John Fraser Hart (April 5, 1924 – October 14, 2024) was an American geographer. Over the course of his career, he published over 150 scholarly papers and over a dozen books. He taught over 50,000 university students in his 65 years of teaching from 1949 until his retirement in 2015.

==Early life and education==
Hart was born on April 5, 1924 in Staunton, Virginia, and spent his childhood summers on his grandfather's farm. From these summer months roaming the area around the farm, he developed an early interest in the countryside. The family moved to New York City in 1933 for his father to complete a doctoral degree at Columbia University through the end of 1934. Hart described it as a difficult year for them all especially in the time of the Great Depression. Once he had completed high school, Hart began taking college classes at Hampden–Sydney College, the same place his father had begun teaching at, but they moved in 1940 in the middle of his sophomore year to Atlanta. Instead of returning to school immediately, he spent a year working to get together enough money to attend Emory University, from which he received his Bachelor of Arts degree in classical languages, Latin and Greek, in 1943.

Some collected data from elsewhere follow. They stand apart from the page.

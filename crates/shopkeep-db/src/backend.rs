//! # Store Backend
//!
//! The writes order submission needs, as a trait. [`Database`] is the real
//! implementation; tests plug in in-memory doubles that record calls and
//! inject failures.

use async_trait::async_trait;
use shopkeep_core::{NewOrder, NewOrderItem, NewPayment, Order, OrderItem, PaymentRecord};

use crate::error::DbResult;
use crate::pool::Database;

#[async_trait]
pub trait StoreBackend: Send + Sync {
    /// Inserts the order row and returns it with id and order number.
    async fn create_order(&self, order: &NewOrder) -> DbResult<Order>;

    async fn create_order_item(&self, order_id: &str, item: &NewOrderItem) -> DbResult<OrderItem>;

    /// Removes `quantity` units only if that many are on hand.
    async fn decrement_stock(&self, product_id: &str, quantity: i64) -> DbResult<()>;

    /// Puts back units taken by [`decrement_stock`](Self::decrement_stock).
    async fn restore_stock(&self, product_id: &str, quantity: i64) -> DbResult<()>;

    async fn record_payment(&self, order_id: &str, payment: &NewPayment) -> DbResult<PaymentRecord>;

    /// Deletes an order with its items and payments.
    async fn delete_order(&self, order_id: &str) -> DbResult<()>;
}

#[async_trait]
impl StoreBackend for Database {
    async fn create_order(&self, order: &NewOrder) -> DbResult<Order> {
        self.orders().insert(order).await
    }

    async fn create_order_item(&self, order_id: &str, item: &NewOrderItem) -> DbResult<OrderItem> {
        self.orders().insert_item(order_id, item).await
    }

    async fn decrement_stock(&self, product_id: &str, quantity: i64) -> DbResult<()> {
        self.products().decrement_stock(product_id, quantity).await
    }

    async fn restore_stock(&self, product_id: &str, quantity: i64) -> DbResult<()> {
        self.products().adjust_stock(product_id, quantity).await.map(|_| ())
    }

    async fn record_payment(&self, order_id: &str, payment: &NewPayment) -> DbResult<PaymentRecord> {
        self.payments().insert(order_id, payment).await
    }

    async fn delete_order(&self, order_id: &str) -> DbResult<()> {
        self.orders().delete(order_id).await
    }
}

Directly after graduating he joined the Navy to fight in WWII and spent three and a half years as a Navy intelligence officer during his Pacific Ocean tours. Aboard an aircraft carrier, one of his jobs was to spot returning aircraft in order to confirm them as allies rather than enemies. He also trained other sailors how to do the same, often using model aircraft in his teachings, models which he "midnight requisitioned" when his tour was completed. During his time at sea, he took notice of the intelligence reports he was working with and that he knew so little about geography. This led to him desiring to take classes on the geography of the Pacific, which he frequently lamented never occurred among his numerous other geography courses.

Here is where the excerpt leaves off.